Of microbes and milk; probing America's worst salmonella outbreak

FDA Consumer, Feb, 1986 by Chris Lecos

Of Microbes and Milk: Probing America's Worst Salmonella Outbreak

Large, refrigerated tanker trucks no longer rumble through the streets of Melrose Park, Ill., to Deliver their 40,000- to 50,000-pound loads of milk to the Hillfarm Dairy. The dairy at one time processed about 1.5 million pounds of milk a day, but not a drop has flowed through its maze of nearly five miles of stainless steel pipes almost a year now. The huge silo-like storage tanks that rise above the plant's rooftop are readily visible to any casual passer-by, but they stand there today as empty monuments to the worst outbreak of Salmonella food poisoning in U.S. history.

Located in a thriving industrial area of this Chicago suburd, the dairy was the sole supplier of milk to 217 supermarkets operated by the Jewel Food Stores chain in Illinois, Indiana, Iowa and Michigan. The dairy, also owned by the Jewel company, had been producing milk there since 1968.

The outbreak that prompted the company to cease all dairy production on April 9, 1985, began with a scattered trickle of patients into Chicago-area hospitals and doctors' offices in late March. It ended with a torrent of sick men, women and children, all stricken by an organism identified as Salmonella typhimurium. One of its microbiological characteristics was its resistance to certain antibiotics.

At least 16,284 persons are known victims of the outbreak, all but 1,059 of them from Illinois. The others lived in Indiana, Iowa, Michigan, Minnesota and Wisconsin. That is the number of culture-confirmed cases, meaning the Salmonella typhimurium strain that was contaminating the milk they drank also was found in stool samples from the victims. Patricia J. Larsen, a spokeswoman for the Illinois Department of Public Health, said the organism "directly caused" the deaths of two persons and was a contributing factor in the deaths of four, possibly five, others. The latter were people with other conditions that "presumably were aggravated to some degree by the infection," she said.

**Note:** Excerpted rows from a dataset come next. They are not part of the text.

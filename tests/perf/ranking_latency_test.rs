use std::time::{Duration, Instant};

use crate::model::FileRecord;
use crate::search::rank;

const CANDIDATES: usize = 2_000;
const TYPED_QUERY: &str = "quarterly rep";
const SESSIONS: usize = 12;
const BUDGET: Duration = Duration::from_millis(15);

fn vault_listing() -> Vec<FileRecord> {
    let mut records: Vec<FileRecord> = (0..CANDIDATES)
        .map(|i| {
            FileRecord::new(
                &format!("Meeting notes {i:04}.md"),
                &format!("meetings/{i:04}.md"),
            )
        })
        .collect();
    records.insert(CANDIDATES / 2, FileRecord::new("Quarterly Report.md", "reports/q.md"));
    records
}

/// Times one re-rank per keystroke while `TYPED_QUERY` is typed out.
fn type_session(candidates: &[FileRecord]) -> Vec<Duration> {
    let mut query = String::new();
    TYPED_QUERY
        .chars()
        .map(|ch| {
            query.push(ch);
            let start = Instant::now();
            let ranked = rank(candidates, &query);
            let elapsed = start.elapsed();
            assert!(!ranked.is_empty(), "'{query}' lost the report");
            elapsed
        })
        .collect()
}

#[test]
fn typing_a_query_reranks_within_budget() {
    let candidates = vault_listing();
    let _ = type_session(&candidates);

    let mut keystrokes: Vec<Duration> = (0..SESSIONS)
        .flat_map(|_| type_session(&candidates))
        .collect();
    keystrokes.sort();

    // Nearest-rank p95 over every keystroke of every session.
    let rank_95 = (keystrokes.len() * 95).div_ceil(100);
    let p95 = keystrokes[rank_95.saturating_sub(1)];
    assert!(
        p95 <= BUDGET,
        "keystroke p95 {p95:?} over budget {BUDGET:?} across {} keystrokes",
        keystrokes.len()
    );

    let ranked = rank(&candidates, TYPED_QUERY);
    assert_eq!(ranked[0].path, "reports/q.md");
}
pub mod commands;
pub mod config;
pub mod host;
pub mod keyboard;
pub mod logging;
pub mod model;
pub mod normalizer;
pub mod overlay_state;
pub mod picker;
pub mod placement;
pub mod query_engine;
pub mod runtime;
pub mod search;
pub mod settings;
pub mod terminal_ui;
pub mod vault_index;
pub mod workspace;
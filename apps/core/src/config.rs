use std::fs;
use std::path::{Path, PathBuf};

use serde::{Deserialize, Serialize};

use crate::placement::PlacementPreference;

pub const DEFAULT_MODIFIED_QUERY: &str = r#"SELECT name AS "Name",
       path AS "Path",
       strftime('%d.%m.%Y %H:%M', modified, 'unixepoch', 'localtime') AS "Date",
       tags AS "Tags"
FROM file
ORDER BY modified DESC
LIMIT 25"#;

pub const DEFAULT_CREATED_QUERY: &str = r#"SELECT name AS "Name",
       path AS "Path",
       strftime('%d.%m.%Y %H:%M', created, 'unixepoch', 'localtime') AS "Date",
       tags AS "Tags"
FROM file
ORDER BY created DESC
LIMIT 25"#;

const HOME_ENV: &str = "RECENTPICK_HOME";

#[derive(Debug, thiserror::Error)]
pub enum ConfigError {
    #[error("io error: {0}")]
    Io(#[from] std::io::Error),
    #[error("invalid TOML config: {0}")]
    Toml(#[from] toml::de::Error),
    #[error("invalid JSON5 config: {0}")]
    Json5(#[from] json5::Error),
    #[error("cannot serialize config: {0}")]
    Serialize(#[from] toml::ser::Error),
    #[error("{0}")]
    Invalid(String),
}

#[derive(Debug, Clone, PartialEq, Eq, Serialize, Deserialize)]
#[serde(default)]
pub struct Config {
    pub modified_query: String,
    pub created_query: String,
    pub placement: PlacementPreference,
    pub vault_root: Option<PathBuf>,
    pub index_db_path: PathBuf,
    pub workspace_path: PathBuf,
    #[serde(skip)]
    pub config_path: PathBuf,
}

impl Default for Config {
    fn default() -> Self {
        let base = stable_app_data_dir();
        Self {
            modified_query: DEFAULT_MODIFIED_QUERY.to_string(),
            created_query: DEFAULT_CREATED_QUERY.to_string(),
            placement: PlacementPreference::default(),
            vault_root: None,
            index_db_path: base.join("index.sqlite3"),
            workspace_path: base.join("workspace.json"),
            config_path: base.join("config.toml"),
        }
    }
}

pub fn stable_app_data_dir() -> PathBuf {
    if let Some(home) = std::env::var_os(HOME_ENV) {
        return PathBuf::from(home);
    }
    dirs::data_dir()
        .unwrap_or_else(std::env::temp_dir)
        .join("recentpick")
}

/// Reads the config file, or returns defaults when it does not exist yet.
///
/// `.json` and `.json5` files are read as JSON5, anything else as TOML.
pub fn load(path: Option<&Path>) -> Result<Config, ConfigError> {
    let config_path = path
        .map(Path::to_path_buf)
        .unwrap_or_else(|| Config::default().config_path);

    let mut config = match fs::read_to_string(&config_path) {
        Ok(raw) if is_json_path(&config_path) => json5::from_str::<Config>(&raw)?,
        Ok(raw) => toml::from_str::<Config>(&raw)?,
        Err(error) if error.kind() == std::io::ErrorKind::NotFound => Config::default(),
        Err(error) => return Err(error.into()),
    };
    config.config_path = config_path;
    fill_empty_queries(&mut config);
    validate(&config).map_err(ConfigError::Invalid)?;
    Ok(config)
}

pub fn save(config: &Config) -> Result<(), ConfigError> {
    validate(config).map_err(ConfigError::Invalid)?;
    if let Some(parent) = config.config_path.parent() {
        fs::create_dir_all(parent)?;
    }
    let raw = if is_json_path(&config.config_path) {
        serde_json::to_string_pretty(config)
            .map_err(|error| ConfigError::Invalid(error.to_string()))?
    } else {
        toml::to_string_pretty(config)?
    };
    fs::write(&config.config_path, raw)?;
    Ok(())
}

pub fn validate(cfg: &Config) -> Result<(), String> {
    if cfg.modified_query.trim().is_empty() {
        return Err("modified_query is required".into());
    }

    if cfg.created_query.trim().is_empty() {
        return Err("created_query is required".into());
    }

    if cfg.index_db_path.as_os_str().is_empty() {
        return Err("index_db_path is required".into());
    }

    if cfg.workspace_path.as_os_str().is_empty() {
        return Err("workspace_path is required".into());
    }

    if cfg.config_path.as_os_str().is_empty() {
        return Err("config_path is required".into());
    }

    Ok(())
}

/// An emptied query text falls back to its default.
pub fn fill_empty_queries(config: &mut Config) {
    if config.modified_query.trim().is_empty() {
        config.modified_query = DEFAULT_MODIFIED_QUERY.to_string();
    }
    if config.created_query.trim().is_empty() {
        config.created_query = DEFAULT_CREATED_QUERY.to_string();
    }
}

fn is_json_path(path: &Path) -> bool {
    path.extension()
        .and_then(|ext| ext.to_str())
        .map(|ext| ext.eq_ignore_ascii_case("json") || ext.eq_ignore_ascii_case("json5"))
        .unwrap_or(false)
}
#[derive(Debug, Clone, Copy, PartialEq, Eq)]
pub enum CloseReason {
    Confirmed,
    Dismissed,
    ContextLost,
}

#[derive(Debug, Clone, Copy, PartialEq, Eq, Default)]
pub enum OverlayState {
    #[default]
    Closed,
    Open,
}

impl OverlayState {
    pub fn is_open(&self) -> bool {
        matches!(self, Self::Open)
    }

    /// Returns true only on an actual `Closed -> Open` transition.
    pub fn on_open(&mut self) -> bool {
        if self.is_open() {
            return false;
        }
        *self = Self::Open;
        true
    }

    /// Returns the reason only on an actual `Open -> Closed` transition.
    pub fn on_close(&mut self, reason: CloseReason) -> Option<CloseReason> {
        if !self.is_open() {
            return None;
        }
        *self = Self::Closed;
        Some(reason)
    }
}
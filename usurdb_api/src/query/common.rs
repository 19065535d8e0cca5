//! Shared query infrastructure: the [`Query`] trait, [`QueryCommon`] fields,
//! and the enums sent as USURDB query-parameter values.

use std::str::FromStr;

use url::Url;

/// Trait implemented by both query builders. Provides URL serialization and
/// shared builder methods for sector, approval, detail level, and result limit.
pub trait Query {
    /// Appends this query's parameters to the given URL, returning the modified URL.
    fn add_to_url(&self, url: &Url) -> Url;

    /// Returns a mutable reference to the common query fields.
    fn get_common(&mut self) -> &mut QueryCommon;

    /// Sets the customer sector to fetch rates for.
    fn with_sector(mut self, sector: Sector) -> Self
    where
        Self: Sized,
    {
        self.get_common().sector = sector;
        self
    }

    /// Restricts results to utility-approved rates (the default) or not.
    fn with_approved(mut self, approved: bool) -> Self
    where
        Self: Sized,
    {
        self.get_common().approved = approved;
        self
    }

    /// Sets the response detail level.
    fn with_detail(mut self, detail: DetailLevel) -> Self
    where
        Self: Sized,
    {
        self.get_common().detail = detail;
        self
    }

    /// Sets the maximum number of rate entries returned.
    fn with_limit(mut self, limit: i64) -> Self
    where
        Self: Sized,
    {
        self.get_common().limit = limit;
        self
    }
}

/// Customer sector a rate schedule applies to.
#[derive(Clone, Copy, Default)]
pub enum Sector {
    /// Residential rates. This is the default.
    #[default]
    Residential,
    Commercial,
    Industrial,
    Lighting,
}
impl std::fmt::Display for Sector {
    fn fmt(&self, f: &mut std::fmt::Formatter<'_>) -> std::fmt::Result {
        write!(
            f,
            "{}",
            match self {
                Sector::Residential => "Residential",
                Sector::Commercial => "Commercial",
                Sector::Industrial => "Industrial",
                Sector::Lighting => "Lighting",
            }
        )?;
        Ok(())
    }
}

/// Response detail level. `Full` includes the nested rate-structure matrices.
#[derive(Clone, Copy, Default)]
pub enum DetailLevel {
    /// Full rate structures (tier matrices, schedules, demand fields).
    #[default]
    Full,
    /// Summary fields only.
    Minimal,
}
impl std::fmt::Display for DetailLevel {
    fn fmt(&self, f: &mut std::fmt::Formatter<'_>) -> std::fmt::Result {
        write!(
            f,
            "{}",
            match self {
                DetailLevel::Full => "full",
                DetailLevel::Minimal => "minimal",
            }
        )?;
        Ok(())
    }
}

/// Sort order for API results.
#[derive(Clone, Copy, Default)]
pub enum SortDirection {
    /// Ascending order (oldest first).
    Asc,
    /// Descending order (newest first). This is the default.
    #[default]
    Desc,
}
impl std::fmt::Display for SortDirection {
    fn fmt(&self, f: &mut std::fmt::Formatter<'_>) -> std::fmt::Result {
        write!(
            f,
            "{}",
            match self {
                SortDirection::Asc => "asc",
                SortDirection::Desc => "desc",
            }
        )?;
        Ok(())
    }
}
impl FromStr for SortDirection {
    type Err = ();

    fn from_str(s: &str) -> Result<Self, Self::Err> {
        match s {
            "asc" => Ok(SortDirection::Asc),
            "desc" => Ok(SortDirection::Desc),
            _ => Err(()),
        }
    }
}

/// Fields shared by both query types: sector, approval, detail, and limit.
#[derive(Clone, Copy)]
pub struct QueryCommon {
    /// Customer sector. Defaults to residential.
    pub sector: Sector,
    /// Only utility-approved rates. Defaults to true.
    pub approved: bool,
    /// Response detail level. Defaults to full.
    pub detail: DetailLevel,
    /// Maximum number of rate entries returned.
    pub limit: i64,
}

impl Default for QueryCommon {
    fn default() -> QueryCommon {
        QueryCommon {
            sector: Sector::Residential,
            approved: true,
            detail: DetailLevel::Full,
            limit: 500,
        }
    }
}

impl QueryCommon {
    /// Appends the common parameters to the URL.
    pub fn add_to_url(&self, url: &Url) -> Url {
        let mut url = url.clone();
        url.query_pairs_mut()
            .append_pair("sector", self.sector.to_string().as_str())
            .append_pair("approved", if self.approved { "true" } else { "false" })
            .append_pair("detail", self.detail.to_string().as_str())
            .append_pair("limit", &self.limit.to_string());
        url
    }
}
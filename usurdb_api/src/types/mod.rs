mod rate;
pub use self::rate::{RateTier, RatesResponse, RawRateItem};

Thos are the official numbers, but most public health authorities agree that the actual totals are substantially higher. Many more people, it is believed, suffered diarrhea, fever, abdominal pain and cramps from drinking the milk but recovered quickly and never saw a doctor or reported their illness.

The Illinois outbreak triggered one of the most intensive investigations ever made of a milk-borne epidemic. What made it so frightening was the fact that thousands of people had become ill from drinking one of the most closely regulated products in the food supply. For years, milk has had the enviable record of being one of the nationhs safest foods because it was a pasteurized product.

It's not uncommon for unpasteurized milk to contain Salmonella or other organisms. But about 99 percent of the 280 million glasses of milk Americans drink every day is pasteurized. At most dairies, that means heating the milk to at least 161 degrees Fahrenheit for at least 15 seconds and then quickly cooling it--thus destroying microorganisms that could contaminate the milk. Milk safety experts with the Food and Drug Administration point out that less than 1 percent of all outbreaks of food poisoning reported in the past decade were caused by milk. And over the past 30 years, about 95 percent of those milk-related food poisoning incidents that did occur involved upnasteurized milk.

At the Hillfarm Dairy it was pasteurized, 2 percent (low-fat) milk produced under two brand names--Bluebrook and Hillfarm--that caused so many to become ill with Salmonella poisoning.

But when the investigation into the poisonings began, there was no certainty that the outbreak was due solely to low-fat milk, although it was the one product that many of the victims said they had consumed.

As investigators began their probe to find the source of the contamination, countless questions begged for answers:

Where did this unusual strain of Salmonella come from? Did it originate at one of the dairy farms that supplied the milk to Hillfarm? Was it brought into the plant by an unsanitized truck? Was the milk originally so contaminated that enough bacteria survived the plant's pasteurization process to contaminate the finished product? Was the contaminating organism resistant to heat treatment? Did someone purposely, or accidentally, introduce the organism into the plant?

The investigation determined that the same organism had caused at least three outbreaks of food poisoning in the spring of 1985 and other smaller, scattered outbreaks dating back to June 1984. Investigators believe an August 1984 outbreak, in which 200 people became ill, probably was related to consumption of Hillfarm products. However, later investigation failed to provide enough evidence for investigators to claim that the other 1984 incidents were similarly linked. Such reoccurrence, however, did raise the possibility that the organism had somehow persisted within the plant's environment for many months. What made it possible for this organism to intermittently--but not regularly--contaminate 2 percent milk but not whole or skim milk or any other products (chocolate milk, cottage cheese, ice cream, etc.) produced by Hillfarm?